Le commandant du traversier sud-coréen dont le naufrage a fait 300 morts en avril a dit mercredi pendant son procès «mériter la peine de mort», mais s'est défendu d'avoir «sacrifié» les passagers pour sauver sa vie.

Le Sewol a fait naufrage le 16 avril au large de la pointe sud de la péninsule coréenne, faisant plus de 300 morts, en majorité des écoliers en voyage scolaire.

L'instruction a mis en évidence une combinaison de facteurs expliquant la catastrophe, de la surcharge du navire à l'incompétence de l'équipage, en passant par des travaux d'agrandissement illégaux qui ont affaibli sa flottabilité.

Mais la colère des familles s'est centrée sur le commandant du traversier filmé en train d'être secouru alors que les jeunes passagers piégés à l'intérieur du bateau ont semble-t-il reçu la consigne de rester dans leurs cabines.

«Je demande sincèrement pardon aux victimes et leurs proches et je prierai pour eux jusqu'à la fin de mes jours», a déclaré Lee Joon-seok, 69 ans, devant le tribunal de Gwangju (sud), cité par l'agence Yonhap.

«Je pense mériter la peine de mort (...). Mais je n'ai jamais eu l'intention de sacrifier les passagers» pour être certain d'être secouru, a-t-il ajouté.

L'officier soutient avoir ordonné à un membre d'équipage de faire une annonce aux passagers en leur demandant de mettre leurs gilets de sauvetage et de sauter à la mer, environ cinq minutes avant l'arrivée du premier navire de secours à bord duquel lui-même est monté.

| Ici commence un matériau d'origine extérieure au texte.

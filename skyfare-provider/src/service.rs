use std::sync::Arc;

use serde_json::{json, Value};
use skyfare_core::{
    DateRangeCriteria, FailureKind, ProviderError, ProviderResponse, SearchCriteria, ServiceFailure, ServicePayload,
    ServiceResult, TravelProvider,
};
use tracing::{error, info, warn};

use crate::amadeus::AmadeusClient;
use crate::app_config::{AmadeusConfig, PoolConfig};
use crate::dummy::DummyProvider;
use crate::live::LiveProvider;
use crate::pool::BlockingPool;

pub const NO_RESULTS: &str = "no results found";
pub const AIRPORT_NOT_FOUND: &str = "airport not found";
pub const UNEXPECTED_FAULT: &str = "an unexpected server error occurred";

/// Flight search facade in front of one travel provider.
///
/// Every operation returns a [`ServiceResult`]; provider errors, empty
/// replies and worker failures all come back as a tagged [`ServiceFailure`].
#[derive(Clone)]
pub struct FlightService {
    provider: Arc<dyn TravelProvider>,
}

impl FlightService {
    pub fn new(provider: Arc<dyn TravelProvider>) -> Self {
        Self { provider }
    }

    /// Live mode when both credentials are configured, canned data otherwise.
    pub fn from_config(amadeus: &AmadeusConfig, pool: &PoolConfig) -> Self {
        match AmadeusClient::from_config(amadeus, pool.timeout()) {
            Some(client) => {
                info!("FlightService initialized with Amadeus client at {}", client.base_url());
                let provider = LiveProvider::new(Arc::new(client), BlockingPool::from_config(pool));
                Self::new(Arc::new(provider))
            }
            None => {
                warn!("FlightService initialized in dummy mode - API credentials not provided");
                Self::new(Arc::new(DummyProvider))
            }
        }
    }

    pub fn is_live(&self) -> bool {
        self.provider.is_live()
    }

    pub fn provider_name(&self) -> &'static str {
        self.provider.provider_name()
    }

    pub async fn search_flight_offers(&self, criteria: &SearchCriteria) -> ServiceResult {
        let response = self.provider.search_offers(criteria).await;
        self.list_result("flight offer search", response, true)
    }

    pub async fn search_cheapest_dates(&self, criteria: &DateRangeCriteria) -> ServiceResult {
        let response = self.provider.search_dates(criteria).await;
        self.list_result("cheapest date search", response, false)
    }

    /// Expects an already upper-cased code.
    pub async fn get_airport_info(&self, iata_code: &str) -> ServiceResult {
        match self.provider.lookup_airport(iata_code).await {
            Ok(response) => match response.data.into_iter().next() {
                Some(record) => Ok(ServicePayload::new(record)),
                None => Err(ServiceFailure::new(FailureKind::NotFound, AIRPORT_NOT_FOUND, json!({}))),
            },
            Err(e) => Err(self.failure("airport lookup", e, json!({}))),
        }
    }

    fn list_result(
        &self,
        operation: &str,
        response: Result<ProviderResponse, ProviderError>,
        keep_dictionaries: bool,
    ) -> ServiceResult {
        match response {
            Ok(response) if response.is_empty() => {
                Err(ServiceFailure::new(FailureKind::NotFound, NO_RESULTS, json!([])))
            }
            Ok(response) => {
                let dictionaries = if keep_dictionaries { response.dictionaries } else { None };
                let payload = ServicePayload::new(Value::Array(response.data))
                    .with_meta(response.meta)
                    .with_dictionaries(dictionaries);
                info!("{} returned {} record(s)", operation, payload.count());
                Ok(payload)
            }
            Err(e) => Err(self.failure(operation, e, json!([]))),
        }
    }

    fn failure(&self, operation: &str, err: ProviderError, empty: Value) -> ServiceFailure {
        match err {
            ProviderError::Api { status, description } => {
                error!("{} provider error ({}) during {}: {}", self.provider_name(), status, operation, description);
                ServiceFailure::new(FailureKind::ProviderError, format!("API error: {}", description), empty)
            }
            other => {
                error!("Unexpected error during {}: {}", operation, other);
                ServiceFailure::new(FailureKind::UnexpectedFault, UNEXPECTED_FAULT, empty)
            }
        }
    }
}
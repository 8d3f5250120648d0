use async_trait::async_trait;
use serde_json::{json, Value};
use skyfare_core::{AirportRecord, DateRangeCriteria, ProviderError, ProviderResponse, SearchCriteria, TravelProvider};

const PRICE_TOTAL: &str = "280000";
const PRICE_BASE: &str = "250000";

/// Fixed sample date; does not follow the requested departure.
pub const SAMPLE_RETURN_DATE: &str = "2025-08-18";

/// (IATA code, name, city, country, country code)
const AIRPORTS: [(&str, &str, &str, &str, &str); 3] = [
    ("ICN", "Incheon International Airport", "Seoul", "South Korea", "KR"),
    ("NRT", "Narita International Airport", "Tokyo", "Japan", "JP"),
    ("HND", "Haneda International Airport", "Tokyo", "Japan", "JP"),
];

/// Exact, case-sensitive lookup in the built-in airport table.
pub fn find_airport(iata_code: &str) -> Option<AirportRecord> {
    AIRPORTS
        .iter()
        .find(|(code, ..)| *code == iata_code)
        .map(|(code, name, city, country, country_code)| {
            AirportRecord::airport(code, name, city, country, country_code)
        })
}

/// Canned data used when no provider credentials are configured.
/// Output depends only on the input.
#[derive(Debug, Clone, Copy, Default)]
pub struct DummyProvider;

fn sample_offer(criteria: &SearchCriteria) -> Value {
    let origin = &criteria.origin;
    let destination = &criteria.destination;
    let date = criteria.departure_date.format("%Y-%m-%d").to_string();
    let price = json!({
        "currency": criteria.currency,
        "total": PRICE_TOTAL,
        "base": PRICE_BASE,
    });

    json!({
        "type": "flight-offer",
        "id": format!("dummy-{}-{}-{}", origin, destination, date),
        "source": "GDS",
        "itineraries": [{
            "duration": "PT2H30M",
            "segments": [{
                "departure": { "iataCode": origin, "at": format!("{}T09:00:00", date) },
                "arrival": { "iataCode": destination, "at": format!("{}T11:30:00", date) },
                "carrierCode": "KE",
                "number": "704",
            }],
        }],
        "price": price.clone(),
        "travelerPricings": [{
            "travelerId": "1",
            "fareOption": "STANDARD",
            "travelerType": "ADULT",
            "price": price,
        }],
    })
}

fn sample_flight_date(criteria: &DateRangeCriteria) -> Value {
    json!({
        "type": "flight-date",
        "origin": criteria.origin,
        "destination": criteria.destination,
        "departureDate": criteria.departure_date.format("%Y-%m-%d").to_string(),
        "returnDate": SAMPLE_RETURN_DATE,
        "price": { "total": PRICE_TOTAL, "currency": "KRW" },
    })
}

#[async_trait]
impl TravelProvider for DummyProvider {
    async fn search_offers(&self, criteria: &SearchCriteria) -> Result<ProviderResponse, ProviderError> {
        Ok(ProviderResponse::new(vec![sample_offer(criteria)]).with_meta(json!({ "count": 1 })))
    }

    async fn search_dates(&self, criteria: &DateRangeCriteria) -> Result<ProviderResponse, ProviderError> {
        Ok(ProviderResponse::new(vec![sample_flight_date(criteria)]).with_meta(json!({ "count": 1 })))
    }

    async fn lookup_airport(&self, iata_code: &str) -> Result<ProviderResponse, ProviderError> {
        let Some(record) = find_airport(iata_code) else {
            return Ok(ProviderResponse::default());
        };
        let value = serde_json::to_value(record).map_err(|e| ProviderError::Decode(e.to_string()))?;
        Ok(ProviderResponse::new(vec![value]))
    }

    fn provider_name(&self) -> &'static str {
        "dummy"
    }

    fn is_live(&self) -> bool {
        false
    }
}

#[cfg(test)]
mod tests {
    use super::*;
    use chrono::NaiveDate;

    fn criteria() -> SearchCriteria {
        SearchCriteria::new("ICN", "NRT", NaiveDate::from_ymd_opt(2025, 8, 15).unwrap())
    }

    #[test]
    fn test_sample_offer_itinerary() {
        let offer = sample_offer(&criteria());
        let segment = &offer["itineraries"][0]["segments"][0];

        assert_eq!(offer["id"], "dummy-ICN-NRT-2025-08-15");
        assert_eq!(offer["itineraries"][0]["duration"], "PT2H30M");
        assert_eq!(segment["departure"]["at"], "2025-08-15T09:00:00");
        assert_eq!(segment["arrival"]["iataCode"], "NRT");
        assert_eq!(segment["arrival"]["at"], "2025-08-15T11:30:00");
        assert_eq!(segment["carrierCode"], "KE");
        assert_eq!(segment["number"], "704");
    }

    #[test]
    fn test_sample_offer_uses_requested_currency() {
        let offer = sample_offer(&criteria().with_currency("JPY"));
        assert_eq!(offer["price"]["currency"], "JPY");
        assert_eq!(offer["price"]["total"], "280000");
        assert_eq!(offer["travelerPricings"][0]["price"]["currency"], "JPY");
        assert_eq!(offer["travelerPricings"][0]["travelerType"], "ADULT");
    }

    #[test]
    fn test_airport_table() {
        assert_eq!(find_airport("NRT").unwrap().address.city_name, "Tokyo");
        assert_eq!(find_airport("HND").unwrap().name, "Haneda International Airport");
        assert!(find_airport("icn").is_none());
        assert!(find_airport("KIX").is_none());
    }

    #[tokio::test]
    async fn test_unknown_airport_is_empty_response() {
        let response = DummyProvider.lookup_airport("XXX").await.unwrap();
        assert!(response.is_empty());
    }
}
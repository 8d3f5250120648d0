use std::sync::Arc;
use std::time::Duration;

use skyfare_core::ProviderError;
use tokio::sync::Semaphore;

use crate::app_config::PoolConfig;

/// Runs blocking provider calls on tokio's blocking threads, at most
/// `max_concurrent` at a time.
///
/// A submission waits for a free slot, then for its job; both waits together
/// are bounded by the pool timeout. A job that outlives its timeout keeps its
/// slot until it returns.
#[derive(Clone)]
pub struct BlockingPool {
    permits: Arc<Semaphore>,
    timeout: Duration,
}

impl BlockingPool {
    pub fn new(max_concurrent: usize, timeout: Duration) -> Self {
        Self {
            permits: Arc::new(Semaphore::new(max_concurrent.max(1))),
            timeout,
        }
    }

    pub fn from_config(config: &PoolConfig) -> Self {
        Self::new(config.max_concurrent, config.timeout())
    }

    /// Free slots right now.
    pub fn available(&self) -> usize {
        self.permits.available_permits()
    }

    pub async fn run<F, T>(&self, job: F) -> Result<T, ProviderError>
    where
        F: FnOnce() -> Result<T, ProviderError> + Send + 'static,
        T: Send + 'static,
    {
        let permits = Arc::clone(&self.permits);
        let submission = async move {
            let permit = permits
                .acquire_owned()
                .await
                .map_err(|_| ProviderError::WorkerFailed("worker pool closed".to_string()))?;

            tokio::task::spawn_blocking(move || {
                let _permit = permit;
                job()
            })
            .await
            .map_err(|e| ProviderError::WorkerFailed(e.to_string()))?
        };

        match tokio::time::timeout(self.timeout, submission).await {
            Ok(result) => result,
            Err(_) => {
                tracing::error!("Provider call exceeded {:?}", self.timeout);
                Err(ProviderError::Timeout(self.timeout))
            }
        }
    }
}

#[cfg(test)]
mod tests {
    use super::*;
    use std::sync::atomic::{AtomicUsize, Ordering};

    #[tokio::test]
    async fn test_run_returns_job_result() {
        let pool = BlockingPool::new(2, Duration::from_secs(1));
        let value = pool.run(|| Ok(21 * 2)).await.unwrap();
        assert_eq!(value, 42);
        assert_eq!(pool.available(), 2);
    }

    #[tokio::test]
    async fn test_run_passes_job_errors_through() {
        let pool = BlockingPool::new(1, Duration::from_secs(1));
        let result: Result<(), _> = pool.run(|| Err(ProviderError::Decode("bad json".to_string()))).await;
        assert_eq!(result, Err(ProviderError::Decode("bad json".to_string())));
    }

    #[tokio::test]
    async fn test_panicking_job_becomes_worker_failure() {
        let pool = BlockingPool::new(1, Duration::from_secs(1));
        let result: Result<(), _> = pool.run(|| panic!("boom")).await;
        assert!(matches!(result, Err(ProviderError::WorkerFailed(_))));
        // The slot is returned once the panicking thread unwinds.
        assert_eq!(pool.available(), 1);
    }

    #[tokio::test]
    async fn test_slow_job_times_out() {
        let pool = BlockingPool::new(1, Duration::from_millis(50));
        let result = pool
            .run(|| {
                std::thread::sleep(Duration::from_millis(300));
                Ok(())
            })
            .await;
        assert_eq!(result, Err(ProviderError::Timeout(Duration::from_millis(50))));
    }

    #[tokio::test]
    async fn test_concurrency_is_bounded() {
        let pool = BlockingPool::new(2, Duration::from_secs(5));
        let active = Arc::new(AtomicUsize::new(0));
        let peak = Arc::new(AtomicUsize::new(0));

        let mut tasks = tokio::task::JoinSet::new();
        for _ in 0..6 {
            let pool = pool.clone();
            let active = Arc::clone(&active);
            let peak = Arc::clone(&peak);
            tasks.spawn(async move {
                pool.run(move || {
                    let now = active.fetch_add(1, Ordering::SeqCst) + 1;
                    peak.fetch_max(now, Ordering::SeqCst);
                    std::thread::sleep(Duration::from_millis(30));
                    active.fetch_sub(1, Ordering::SeqCst);
                    Ok(())
                })
                .await
            });
        }

        while let Some(joined) = tasks.join_next().await {
            joined.unwrap().unwrap();
        }

        assert!(peak.load(Ordering::SeqCst) <= 2);
        assert_eq!(pool.available(), 2);
    }
}
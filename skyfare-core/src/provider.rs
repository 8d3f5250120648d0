use std::time::Duration;

use async_trait::async_trait;
use serde::Deserialize;
use serde_json::Value;

use crate::search::{DateRangeCriteria, SearchCriteria};

/// Raw reply from a travel-data provider.
#[derive(Debug, Clone, Default, PartialEq, Deserialize)]
pub struct ProviderResponse {
    #[serde(default)]
    pub data: Vec<Value>,
    #[serde(default)]
    pub meta: Option<Value>,
    #[serde(default)]
    pub dictionaries: Option<Value>,
}

impl ProviderResponse {
    pub fn new(data: Vec<Value>) -> Self {
        Self { data, ..Default::default() }
    }

    pub fn with_meta(mut self, meta: Value) -> Self {
        self.meta = Some(meta);
        self
    }

    pub fn is_empty(&self) -> bool {
        self.data.is_empty()
    }
}

#[derive(Debug, Clone, PartialEq, thiserror::Error)]
pub enum ProviderError {
    /// The provider answered with an error it described itself.
    #[error("provider returned {status}: {description}")]
    Api { status: u16, description: String },
    #[error("transport error: {0}")]
    Transport(String),
    #[error("could not decode provider response: {0}")]
    Decode(String),
    #[error("provider call timed out after {0:?}")]
    Timeout(Duration),
    #[error("provider worker failed: {0}")]
    WorkerFailed(String),
}

/// The three lookups every travel-data source must answer.
#[async_trait]
pub trait TravelProvider: Send + Sync {
    /// Search bookable flight offers.
    async fn search_offers(&self, criteria: &SearchCriteria) -> Result<ProviderResponse, ProviderError>;

    /// Search the cheapest travel dates on a route.
    async fn search_dates(&self, criteria: &DateRangeCriteria) -> Result<ProviderResponse, ProviderError>;

    /// Find airports matching an IATA code. An unknown code yields an empty response.
    async fn lookup_airport(&self, iata_code: &str) -> Result<ProviderResponse, ProviderError>;

    /// Short name used in logs.
    fn provider_name(&self) -> &'static str;

    /// Whether calls reach a real provider.
    fn is_live(&self) -> bool;
}

#[cfg(test)]
mod tests {
    use super::*;

    #[test]
    fn test_provider_response_decodes_partial_body() {
        let json = r#"{"data":[{"type":"flight-offer","id":"1"}]}"#;
        let response: ProviderResponse = serde_json::from_str(json).unwrap();
        assert_eq!(response.data.len(), 1);
        assert!(response.meta.is_none());
        assert!(response.dictionaries.is_none());
    }

    #[test]
    fn test_provider_response_without_data_is_empty() {
        let response: ProviderResponse = serde_json::from_str(r#"{"meta":{"count":0}}"#).unwrap();
        assert!(response.is_empty());
        assert_eq!(response.meta.unwrap()["count"], 0);
    }
}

Des vidéos tournées par des écoliers sur leurs téléphones portables, et retrouvées lors de la récupération de leurs corps dans l'épave, font pourtant entendre un message par haut-parleurs leur intimant de ne pas bouger alors que le traversier prend de plus en plus de gîte. Il est alors trop tard : les passagers ne parviendront plus à remonter des couloirs à l'oblique et rendus glissants par l'eau qui s'engouffre.

Le commandant encourt la peine de mort pour «homicide par négligence aggravée». Aucun condamné n'a cependant été exécuté depuis 1997 en Corée du Sud. «Je sais que je ne sortirai pas de prison avant ma mort, mais je ne peux pas laisser à mes enfants et mes petits-enfants le nom d'un meurtrier», a-t-il déclaré à la Cour.

Sur les 476 personnes à bord du Sewol, 325 étaient des écoliers de la même école, l'école secondaire Dawon. Seuls 75 d'entre eux ont survécu.